PROVIDED ENTRIES »
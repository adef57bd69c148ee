//! Encoding values into linear memory.

use crate::abi::buffer::{write_u16, write_u32, write_u64, write_u8};
use crate::abi::error::{CanonicalAbiError, Result};
use crate::abi::memory::GuestMemory;
use crate::abi::string;
use crate::abi::CanonOptions;
use crate::types::{DiscriminantSize, FlagsRepr, ValType};
use crate::value::{Buffer, Value};

impl ValType {
    /// Store `value` into linear memory at `ptr`.
    ///
    /// `ptr` is assumed aligned to [`alignment`] with at least
    /// [`byte_size`] writable bytes. Variable-length bodies (string
    /// bytes, list elements) are placed in freshly allocated ranges
    /// which the core never reclaims.
    ///
    /// [`alignment`]: ValType::alignment
    /// [`byte_size`]: ValType::byte_size
    pub fn store<M: GuestMemory + ?Sized>(
        &self,
        mem: &mut M,
        ptr: u32,
        value: &Value,
        opts: &CanonOptions,
    ) -> Result<()> {
        match self {
            ValType::Bool => write_u8(mem.data_mut(), ptr, value.expect_bool()? as u8),
            ValType::U8 => write_u8(mem.data_mut(), ptr, value.expect_u8()?),
            ValType::U16 => write_u16(mem.data_mut(), ptr, value.expect_u16()?),
            ValType::U32 => write_u32(mem.data_mut(), ptr, value.expect_u32()?),
            ValType::U64 => write_u64(mem.data_mut(), ptr, value.expect_u64()?),
            ValType::S8 => write_u8(mem.data_mut(), ptr, value.expect_s8()? as u8),
            ValType::S16 => write_u16(mem.data_mut(), ptr, value.expect_s16()? as u16),
            ValType::S32 => write_u32(mem.data_mut(), ptr, value.expect_s32()? as u32),
            ValType::S64 => write_u64(mem.data_mut(), ptr, value.expect_s64()? as u64),
            ValType::F32 => write_u32(mem.data_mut(), ptr, value.expect_f32()?.to_bits()),
            ValType::F64 => write_u64(mem.data_mut(), ptr, value.expect_f64()?.to_bits()),
            ValType::Char => write_u32(mem.data_mut(), ptr, value.expect_char()? as u32),
            ValType::String => {
                let (body, units) = string::store(mem, value.expect_str()?, opts.string_encoding)?;
                write_u32(mem.data_mut(), ptr, body)?;
                write_u32(mem.data_mut(), ptr + 4, units)
            }
            ValType::List(l) => {
                let (body, len) = store_list(mem, l.element(), value.expect_list()?, opts)?;
                write_u32(mem.data_mut(), ptr, body)?;
                write_u32(mem.data_mut(), ptr + 4, len)
            }
            ValType::Buffer(kind) => {
                let buffer = value.expect_buffer()?;
                if buffer.kind() != *kind {
                    return Err(CanonicalAbiError::mismatch(
                        format!("{kind:?} buffer"),
                        format!("{:?} buffer", buffer.kind()),
                    ));
                }
                let (body, len) = store_buffer(mem, buffer)?;
                write_u32(mem.data_mut(), ptr, body)?;
                write_u32(mem.data_mut(), ptr + 4, len)
            }
            ValType::Record(r) => {
                let fields = value.expect_record()?;
                for (field, offset) in r.fields().iter().zip(r.offsets()) {
                    let (_, field_value) = fields
                        .iter()
                        .find(|(name, _)| name == &field.name)
                        .ok_or_else(|| {
                            CanonicalAbiError::mismatch(
                                format!("record field `{}`", field.name),
                                "missing",
                            )
                        })?;
                    field.ty.store(mem, ptr + offset, field_value, opts)?;
                }
                Ok(())
            }
            ValType::Tuple(t) => {
                let items = value.expect_tuple()?;
                if items.len() != t.items().len() {
                    return Err(CanonicalAbiError::mismatch(
                        format!("tuple of {} items", t.items().len()),
                        format!("tuple of {} items", items.len()),
                    ));
                }
                for ((item_ty, offset), item) in t.items().iter().zip(t.offsets()).zip(items) {
                    item_ty.store(mem, ptr + offset, item, opts)?;
                }
                Ok(())
            }
            ValType::Variant(v) => {
                let (case, payload) = value.expect_variant()?;
                let case_ty = v.cases().get(case as usize).ok_or_else(|| {
                    CanonicalAbiError::validation(
                        "variant",
                        format!("case {case} out of range for {} cases", v.cases().len()),
                    )
                })?;
                write_discriminant(mem.data_mut(), ptr, v.layout.disc, case)?;
                store_payload(mem, case_ty.as_ref(), payload, ptr + v.layout.payload_offset, opts)
            }
            ValType::Enum(e) => {
                let case = value.expect_enum()?;
                if case >= e.case_count() {
                    return Err(CanonicalAbiError::validation(
                        "enum",
                        format!("case {case} out of range for {} cases", e.case_count()),
                    ));
                }
                write_discriminant(mem.data_mut(), ptr, e.disc, case)
            }
            ValType::Flags(f) => {
                let flags = value.expect_flags()?;
                if flags.ty().names() != f.names() {
                    return Err(CanonicalAbiError::mismatch(
                        format!("flags over {:?}", f.names()),
                        format!("flags over {:?}", flags.ty().names()),
                    ));
                }
                let words = flags.words();
                match f.repr() {
                    FlagsRepr::Empty => Ok(()),
                    FlagsRepr::U8 => write_u8(mem.data_mut(), ptr, words[0] as u8),
                    FlagsRepr::U16 => write_u16(mem.data_mut(), ptr, words[0] as u16),
                    FlagsRepr::U32 => write_u32(mem.data_mut(), ptr, words[0]),
                    FlagsRepr::Words(n) => {
                        for i in 0..n {
                            write_u32(mem.data_mut(), ptr + i * 4, words[i as usize])?;
                        }
                        Ok(())
                    }
                }
            }
            ValType::Option(o) => {
                let (disc, payload) = option_parts(value, opts)?;
                write_u8(mem.data_mut(), ptr, disc)?;
                match payload {
                    Some(payload) => o.payload().store(
                        mem,
                        ptr + o.layout.payload_offset,
                        payload,
                        opts,
                    ),
                    None => Ok(()),
                }
            }
            ValType::Result(r) => {
                let payload_at = ptr + r.layout.payload_offset;
                match value.expect_result()? {
                    Ok(ok) => {
                        write_u8(mem.data_mut(), ptr, 0)?;
                        store_payload(mem, r.ok(), ok.as_deref(), payload_at, opts)
                    }
                    Err(err) => {
                        write_u8(mem.data_mut(), ptr, 1)?;
                        store_payload(mem, r.err(), err.as_deref(), payload_at, opts)
                    }
                }
            }
            ValType::Own(_) | ValType::Borrow(_) | ValType::Resource(_) => {
                write_u32(mem.data_mut(), ptr, value.expect_resource()?)
            }
        }
    }
}

/// Split a native option into `(discriminant, payload)` according to the
/// representation policy, rejecting the mismatched form.
pub(crate) fn option_parts<'v>(
    value: &'v Value,
    opts: &CanonOptions,
) -> Result<(u8, Option<&'v Value>)> {
    if opts.keep_option {
        match value {
            Value::Option(Some(payload)) => Ok((1, Some(payload))),
            Value::Option(None) => Ok((0, None)),
            _ => Err(CanonicalAbiError::OptionRepresentation {
                expected: "tagged",
                got: "unpacked",
            }),
        }
    } else {
        match value {
            Value::Option(_) => Err(CanonicalAbiError::OptionRepresentation {
                expected: "unpacked",
                got: "tagged",
            }),
            Value::Null => Ok((0, None)),
            payload => Ok((1, Some(payload))),
        }
    }
}

/// Store a variant/result payload, insisting the descriptor and the
/// value agree on its presence.
fn store_payload<M: GuestMemory + ?Sized>(
    mem: &mut M,
    ty: Option<&ValType>,
    payload: Option<&Value>,
    ptr: u32,
    opts: &CanonOptions,
) -> Result<()> {
    match (ty, payload) {
        (Some(ty), Some(payload)) => ty.store(mem, ptr, payload, opts),
        (None, None) => Ok(()),
        (Some(_), None) => Err(CanonicalAbiError::mismatch("case payload", "missing")),
        (None, Some(payload)) => {
            Err(CanonicalAbiError::mismatch("no payload", payload.kind_name()))
        }
    }
}

pub(crate) fn write_discriminant(
    data: &mut [u8],
    ptr: u32,
    disc: DiscriminantSize,
    value: u32,
) -> Result<()> {
    match disc {
        DiscriminantSize::Size1 => write_u8(data, ptr, value as u8),
        DiscriminantSize::Size2 => write_u16(data, ptr, value as u16),
        DiscriminantSize::Size4 => write_u32(data, ptr, value),
    }
}

/// Allocate and fill a list body, returning `(pointer, length)`.
pub(crate) fn store_list<M: GuestMemory + ?Sized>(
    mem: &mut M,
    elem: &ValType,
    items: &[Value],
    opts: &CanonOptions,
) -> Result<(u32, u32)> {
    let len = u32::try_from(items.len())
        .map_err(|_| CanonicalAbiError::validation("list", "length exceeds u32"))?;
    let size = elem.byte_size();
    let total = (len as u64) * (size as u64);
    let total = u32::try_from(total)
        .map_err(|_| CanonicalAbiError::validation("list", "byte length exceeds u32"))?;
    let ptr = mem.alloc(elem.alignment(), total);
    for (i, item) in items.iter().enumerate() {
        elem.store(mem, ptr + i as u32 * size, item, opts)?;
    }
    Ok((ptr, len))
}

/// Allocate and bulk-fill a typed-buffer body, returning
/// `(pointer, length)`.
pub(crate) fn store_buffer<M: GuestMemory + ?Sized>(
    mem: &mut M,
    buffer: &Buffer,
) -> Result<(u32, u32)> {
    let len = u32::try_from(buffer.len())
        .map_err(|_| CanonicalAbiError::validation("list", "length exceeds u32"))?;
    let elem = buffer.kind().elem_size();
    let total = u32::try_from(len as u64 * elem as u64)
        .map_err(|_| CanonicalAbiError::validation("list", "byte length exceeds u32"))?;
    let mut bytes = Vec::with_capacity(total as usize);
    match buffer {
        Buffer::U8(v) => bytes.extend_from_slice(v),
        Buffer::S8(v) => bytes.extend(v.iter().map(|x| *x as u8)),
        Buffer::U16(v) => le_extend(&mut bytes, v, u16::to_le_bytes),
        Buffer::S16(v) => le_extend(&mut bytes, v, i16::to_le_bytes),
        Buffer::U32(v) => le_extend(&mut bytes, v, u32::to_le_bytes),
        Buffer::S32(v) => le_extend(&mut bytes, v, i32::to_le_bytes),
        Buffer::U64(v) => le_extend(&mut bytes, v, u64::to_le_bytes),
        Buffer::S64(v) => le_extend(&mut bytes, v, i64::to_le_bytes),
        Buffer::F32(v) => le_extend(&mut bytes, v, f32::to_le_bytes),
        Buffer::F64(v) => le_extend(&mut bytes, v, f64::to_le_bytes),
    }
    let ptr = mem.alloc(buffer.kind().alignment(), total);
    mem.write(ptr, &bytes)?;
    Ok((ptr, len))
}

fn le_extend<T: Copy, const N: usize>(bytes: &mut Vec<u8>, values: &[T], encode: fn(T) -> [u8; N]) {
    for value in values {
        bytes.extend_from_slice(&encode(*value));
    }
}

WHAT YOU SHOULD DO »
Copy every line from the entries that contains the word "iter".

EXERCISE RESULT »
                for (field, offset) in r.fields().iter().zip(r.offsets()) {
                        .iter()
                for ((item_ty, offset), item) in t.items().iter().zip(t.offsets()).zip(items) {
    for (i, item) in items.iter().enumerate() {
        Buffer::S8(v) => bytes.extend(v.iter().map(|x| *x as u8)),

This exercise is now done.